▶ [Problem requirements] Lines holding the string "arena" are the ones to copy from this listing.
===== Available data
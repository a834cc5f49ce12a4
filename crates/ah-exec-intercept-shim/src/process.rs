// Copyright 2025 Schelling Point Labs Inc
// SPDX-License-Identifier: AGPL-3.0-only

//! Process-wide state and the load/unload lifecycle
//!
//! A process image loads the shim exactly once, so the session, the arena and
//! the symbol cache are singletons. The load hook fills the session; after
//! that it is read-only until the image is replaced.
//!
//! Concurrent intercepted calls do not take locks. The arena cursor and the
//! symbol cache are atomic; beyond that the shim relies on exec having a
//! single winner.

use core::ffi::{c_char, c_int};
use core::sync::atomic::{AtomicBool, Ordering};

use once_cell::sync::OnceCell;

use crate::diagnostics;
use crate::environment::Environment;
use crate::error::{InterceptError, Result};
use crate::executor::Executor;
use crate::resolver::{self, Resolver};
use crate::session::{self, Session, ENV_WRAPPER};
use crate::storage::{Region, Storage};

const STORAGE_CAPACITY: usize = 256 * 1024;

static REGION: Region<STORAGE_CAPACITY> = Region::new();
pub(crate) static STORAGE: Storage<'static> = Storage::new(&REGION);
static RESOLVER: Resolver = Resolver::new(resolver::dynamic_linker);
static SESSION: OnceCell<Session<'static>> = OnceCell::new();
static LOADED: AtomicBool = AtomicBool::new(false);

/// Reads and persists the session. Runs at most once per load; a missing
/// wrapper path aborts the process.
pub fn on_load() {
    if LOADED.swap(true, Ordering::SeqCst) {
        return;
    }
    match load() {
        Ok(session) => session.write_message("on_load"),
        Err(error) => diagnostics::fatal(session::is_verbose(Environment::current()), &error),
    }
}

pub fn on_unload() {
    if !LOADED.swap(false, Ordering::SeqCst) {
        return;
    }
    if let Some(session) = SESSION.get() {
        session.write_message("on_unload");
    }
}

fn load() -> Result<&'static Session<'static>> {
    let session = Session::from_environment(Environment::current())?.persist(&STORAGE)?;
    tracing::debug!(
        wrapper = ?session.wrapper(),
        destination = ?session.destination(),
        verbose = session.verbose(),
        "exec interception session loaded"
    );
    Ok(SESSION.get_or_init(|| session))
}

/// Verbosity of the loaded session, or of the environment before load.
pub fn verbose() -> bool {
    match SESSION.get() {
        Some(session) => session.verbose(),
        None => session::is_verbose(Environment::current()),
    }
}

/// Runs one intercepted call: reports `tag`, then hands an [`Executor`] to
/// `operation`. Any error is fatal; the value the real primitive returned is
/// passed back as is.
pub fn intercept<F>(tag: &str, operation: F) -> c_int
where
    F: FnOnce(&Executor<'_>) -> Result<c_int>,
{
    let Some(session) = SESSION.get() else {
        diagnostics::fatal(verbose(), &InterceptError::MissingVariable { name: ENV_WRAPPER })
    };
    session.write_message(tag);

    let executor = Executor::new(*session, &RESOLVER, &STORAGE);
    match operation(&executor) {
        Ok(result) => result,
        Err(error) => diagnostics::fatal(session.verbose(), &error),
    }
}

/// Slot array for a variadic argument list, taken from the process arena.
pub(crate) fn argv_slots(len: usize) -> *mut *const c_char {
    match STORAGE.pointer_slots(len) {
        Ok(slots) => slots.as_mut_ptr(),
        Err(error) => diagnostics::fatal(verbose(), &error),
    }
}

/// Returns a slot array from [`argv_slots`] once the exec it fed has failed.
/// A retried `execl` then reuses the same slots.
pub(crate) fn release_argv_slots(slots: *const *const c_char, len: usize) {
    if !STORAGE.release_pointer_slots(slots, len) {
        tracing::trace!(len, "argument slots stay allocated");
    }
}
==========
▶ [The answer]
//! A process image loads the shim exactly once, so the session, the arena and
//! Concurrent intercepted calls do not take locks. The arena cursor and the
/// Slot array for a variadic argument list, taken from the process arena.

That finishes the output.